Bilim insanları ilginç bir sonuçla da karşılaştı: Katılımcılar bir bilginin doğruluğundan şüphe etse bile bunu çürüten gazetecilere güvenmiyordu. 

Araştırmacılar bir haberin çürütülmesinin şaşkınlık yaratması, insanların onaylamaya kıyasla daha çok kanıt araması ve gazetecilerin taraflı davrandığından şüphelenmesinin buna yol açtığını düşünüyor. 

Şaşırtıcı bir diğer bulguysa, haberin çürütülmesi katılımcıların iddiayla ilgili düşüncesini değiştirmesine karşın gazeteciye güvenleri yine de sarsılıyordu. 
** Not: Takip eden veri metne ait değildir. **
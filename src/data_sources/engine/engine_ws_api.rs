use crate::{
    data_sources::engine::{
        engine_config::EngineConfig,
        incoming_message::{EngineStatus, IncomingMessage},
        outgoing_message::OutgoingMessage,
        submission_error::SubmissionError,
    },
    models::{backtest_job::BacktestJob, database::artifact_store::ArtifactStore},
};
use futures_util::{SinkExt, StreamExt};
use native_tls::TlsConnector;
use std::{future::pending, path::PathBuf};
use tokio::{
    net::TcpStream,
    select,
    time::{sleep_until, timeout_at, Instant},
};
use tokio_tungstenite::{connect_async_tls_with_config, Connector, MaybeTlsStream, WebSocketStream};
use tokio_util::sync::CancellationToken;
use tracing::{debug, info, warn};
use tungstenite::{protocol::CloseFrame, Message};

type WsStream = WebSocketStream<MaybeTlsStream<TcpStream>>;

/// How the engine told us it took the job.
#[derive(Debug, Clone, Copy, PartialEq, Eq)]
pub enum Acceptance {
    Processing,
    Completed,
    /// A non-JSON frame arrived while waiting and was taken as success. The
    /// engine never confirmed the job, so no artifact is written.
    Unparsed,
}

#[derive(Debug, Clone, PartialEq)]
pub struct SubmissionReceipt {
    pub strategy_id: String,
    pub acceptance: Acceptance,
    pub artifact: Option<PathBuf>,
}

#[derive(Debug, Clone, Copy, PartialEq, Eq)]
enum Phase {
    AwaitAck,
    AwaitProcessing,
}

/// Client for the backtest execution engine. One connection per call, closed
/// before the call returns.
#[derive(Debug, Clone)]
pub struct EngineWsApi {
    config: EngineConfig,
    artifacts: ArtifactStore,
}

impl EngineWsApi {
    pub fn new(config: EngineConfig, artifacts: ArtifactStore) -> Self {
        Self { config, artifacts }
    }

    pub fn config(&self) -> &EngineConfig {
        &self.config
    }

    pub fn artifacts(&self) -> &ArtifactStore {
        &self.artifacts
    }

    pub async fn submit(&self, job: &BacktestJob) -> Result<SubmissionReceipt, SubmissionError> {
        self.submit_with_cancel(job, &CancellationToken::new()).await
    }

    /// Submits a job and waits until the engine reports it as processing or
    /// completed, then saves the source artifact. Firing `cancel` closes the
    /// connection and fails the attempt.
    pub async fn submit_with_cancel(
        &self,
        job: &BacktestJob,
        cancel: &CancellationToken,
    ) -> Result<SubmissionReceipt, SubmissionError> {
        let ack_deadline = Instant::now() + self.config.connect_timeout;

        let mut ws_stream = select! {
            _ = cancel.cancelled() => return Err(SubmissionError::Cancelled),
            res = timeout_at(ack_deadline, self.connect()) => match res {
                Ok(res) => res.map_err(|e| {
                    warn!(strategy_id = %job.strategy_id, "Unable to connect to engine: {}", e);
                    e
                })?,
                Err(_) => {
                    warn!(strategy_id = %job.strategy_id, "Engine connect timed out");
                    return Err(SubmissionError::ConnectTimeout(self.config.connect_timeout));
                }
            },
        };

        info!(strategy_id = %job.strategy_id, url = %self.config.url, "Connected to engine");

        let res = self
            .run_handshake(&mut ws_stream, job, ack_deadline, cancel)
            .await;

        Self::close(&mut ws_stream).await;

        let acceptance = res.map_err(|e| {
            warn!(strategy_id = %job.strategy_id, "Submission failed: {}", e);
            e
        })?;

        let artifact = match acceptance {
            Acceptance::Unparsed => None,
            Acceptance::Processing | Acceptance::Completed => {
                let path = self
                    .artifacts
                    .write(&job.user_id, &job.strategy_id, &job.source_code)
                    .await
                    .map_err(|e| {
                        warn!(strategy_id = %job.strategy_id, "Engine accepted job, artifact write failed: {}", e);
                        e
                    })?;

                Some(path)
            }
        };

        info!(
            strategy_id = %job.strategy_id,
            acceptance = ?acceptance,
            "Submission done"
        );

        Ok(SubmissionReceipt {
            strategy_id: job.strategy_id.clone(),
            acceptance,
            artifact,
        })
    }

    /// Asks the engine for the ledger of a finished job.
    pub async fn fetch_trade_log(
        &self,
        strategy_id: &str,
        user_id: &str,
    ) -> Result<String, SubmissionError> {
        let deadline = Instant::now() + self.config.connect_timeout;

        let mut ws_stream = match timeout_at(deadline, self.connect()).await {
            Ok(res) => res?,
            Err(_) => return Err(SubmissionError::ConnectTimeout(self.config.connect_timeout)),
        };

        let res = self
            .await_trade_log(&mut ws_stream, strategy_id, user_id)
            .await;

        Self::close(&mut ws_stream).await;

        res
    }

    async fn connect(&self) -> Result<WsStream, SubmissionError> {
        let connector = if self.config.accept_invalid_certs {
            let tls = TlsConnector::builder()
                .danger_accept_invalid_certs(true)
                .danger_accept_invalid_hostnames(true)
                .build()
                .map_err(|e| SubmissionError::Transport(e.to_string()))?;

            Some(Connector::NativeTls(tls))
        } else {
            None
        };

        let (ws_stream, _) =
            connect_async_tls_with_config(self.config.url.as_str(), None, false, connector)
                .await?;

        Ok(ws_stream)
    }

    async fn run_handshake(
        &self,
        ws_stream: &mut WsStream,
        job: &BacktestJob,
        ack_deadline: Instant,
        cancel: &CancellationToken,
    ) -> Result<Acceptance, SubmissionError> {
        let submit = OutgoingMessage::submit(job, &self.config.credential).to_json()?;
        ws_stream.send(Message::Text(submit)).await?;
        debug!(strategy_id = %job.strategy_id, "Submit frame sent");

        let mut phase = Phase::AwaitAck;
        let mut deadline = ack_deadline;
        let mut probe_at: Option<Instant> = None;

        loop {
            let probe_due = async move {
                match probe_at {
                    Some(at) => sleep_until(at).await,
                    None => pending::<()>().await,
                }
            };

            select! {
                _ = cancel.cancelled() => return Err(SubmissionError::Cancelled),
                _ = sleep_until(deadline) => return Err(self.timeout_for(phase)),
                _ = probe_due => {
                    probe_at = None;
                    self.send_probe(ws_stream, &job.strategy_id, &job.user_id).await?;
                }
                ws_msg = ws_stream.next() => {
                    let msg = match ws_msg {
                        Some(msg) => msg?,
                        None => return Err(SubmissionError::dropped()),
                    };

                    let next = self.handle_message(msg, job, &mut phase, &mut deadline, &mut probe_at)?;
                    if let Some(acceptance) = next {
                        return Ok(acceptance);
                    }
                }
            }
        }
    }

    fn handle_message(
        &self,
        msg: Message,
        job: &BacktestJob,
        phase: &mut Phase,
        deadline: &mut Instant,
        probe_at: &mut Option<Instant>,
    ) -> Result<Option<Acceptance>, SubmissionError> {
        let txt = match msg {
            Message::Text(txt) => txt,
            Message::Binary(bin) => String::from_utf8_lossy(&bin).into_owned(),
            Message::Close(frame) => return Err(Self::closed(frame)),
            _ => return Ok(None),
        };

        debug!(strategy_id = %job.strategy_id, phase = ?phase, "Engine frame: {}", txt);

        match IncomingMessage::parse(&txt) {
            IncomingMessage::Status {
                status: EngineStatus::Ok,
                ..
            } => {
                if *phase == Phase::AwaitAck {
                    let now = Instant::now();
                    *phase = Phase::AwaitProcessing;
                    *deadline = now + self.config.status_timeout;
                    *probe_at = Some(now + self.config.settle_delay);
                    info!(strategy_id = %job.strategy_id, "Engine acknowledged job");
                } else {
                    debug!(strategy_id = %job.strategy_id, "Repeated ok ignored");
                }

                Ok(None)
            }
            IncomingMessage::Status {
                status: EngineStatus::Processing,
                ..
            } => Ok(Some(Acceptance::Processing)),
            IncomingMessage::Status {
                status: EngineStatus::Completed,
                ..
            } => Ok(Some(Acceptance::Completed)),
            IncomingMessage::Status {
                status: EngineStatus::Other(status),
                error,
            } => Err(match error {
                Some(error) => SubmissionError::Engine { status, error },
                None => SubmissionError::UnexpectedStatus(status),
            }),
            IncomingMessage::TradeLog(_) => {
                Err(SubmissionError::UnexpectedStatus("tradelog".to_string()))
            }
            IncomingMessage::Unparsed(txt) => {
                if self.config.strict_frames {
                    return Err(SubmissionError::Protocol(format!(
                        "expected a JSON status frame, got '{}'",
                        txt
                    )));
                }

                warn!(strategy_id = %job.strategy_id, "Non-JSON frame taken as acceptance");
                Ok(Some(Acceptance::Unparsed))
            }
        }
    }

    async fn await_trade_log(
        &self,
        ws_stream: &mut WsStream,
        strategy_id: &str,
        user_id: &str,
    ) -> Result<String, SubmissionError> {
        self.send_probe(ws_stream, strategy_id, user_id).await?;
        let deadline = Instant::now() + self.config.status_timeout;

        loop {
            select! {
                _ = sleep_until(deadline) => {
                    return Err(SubmissionError::StatusTimeout(self.config.status_timeout));
                }
                ws_msg = ws_stream.next() => {
                    let msg = match ws_msg {
                        Some(msg) => msg?,
                        None => return Err(SubmissionError::dropped()),
                    };

                    let txt = match msg {
                        Message::Text(txt) => txt,
                        Message::Binary(bin) => String::from_utf8_lossy(&bin).into_owned(),
                        Message::Close(frame) => return Err(Self::closed(frame)),
                        _ => continue,
                    };

                    match IncomingMessage::parse(&txt) {
                        IncomingMessage::TradeLog(ledger) => return Ok(ledger),
                        IncomingMessage::Status {
                            status: EngineStatus::Other(status),
                            error: Some(error),
                        } => return Err(SubmissionError::Engine { status, error }),
                        IncomingMessage::Status { status, .. } => {
                            debug!(strategy_id, "Waiting for trade log, engine reports {}", status);
                        }
                        IncomingMessage::Unparsed(_) => {
                            return Err(SubmissionError::Protocol(
                                "expected a tradelog frame".to_string(),
                            ));
                        }
                    }
                }
            }
        }
    }

    async fn send_probe(
        &self,
        ws_stream: &mut WsStream,
        strategy_id: &str,
        user_id: &str,
    ) -> Result<(), SubmissionError> {
        let probe =
            OutgoingMessage::result_probe(strategy_id, user_id, &self.config.credential).to_json()?;
        ws_stream.send(Message::Text(probe)).await?;
        debug!(strategy_id, "Result probe sent");

        Ok(())
    }

    fn timeout_for(&self, phase: Phase) -> SubmissionError {
        match phase {
            Phase::AwaitAck => SubmissionError::ConnectTimeout(self.config.connect_timeout),
            Phase::AwaitProcessing => SubmissionError::StatusTimeout(self.config.status_timeout),
        }
    }

    fn closed(frame: Option<CloseFrame<'_>>) -> SubmissionError {
        match frame {
            Some(frame) => {
                let reason = if frame.reason.is_empty() {
                    "engine closed the connection before accepting the job".to_string()
                } else {
                    frame.reason.to_string()
                };

                SubmissionError::Closed {
                    code: u16::from(frame.code),
                    reason,
                }
            }
            None => SubmissionError::Closed {
                code: 1005,
                reason: "close frame without status code".to_string(),
            },
        }
    }

    async fn close(ws_stream: &mut WsStream) {
        if let Err(e) = ws_stream.close(None).await {
            debug!("Close after handshake: {}", e);
        }
    }
}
Stein, "Yanlış bilgileri düzeltmeye çalışan gazetecilerin (ya da herhangi birinin) aleyhine bir durum var" diyor. 

Araştırmacılar, halkın yanlış bilgileri çürüten haberlere nasıl ve neden güvenip güvenmediği üzerine daha fazla araştırma yapılması gerektiğini belirtiyor.

Makalenin yazarları, Conversation için kaleme aldıkları yazıda şu ifadeleri kullanıyor:

Gazetecilerin önündeki zorluk, bilgiyi çürüten biri gibi görünmeden bunu nasıl çürüteceklerini bulmak olabilir.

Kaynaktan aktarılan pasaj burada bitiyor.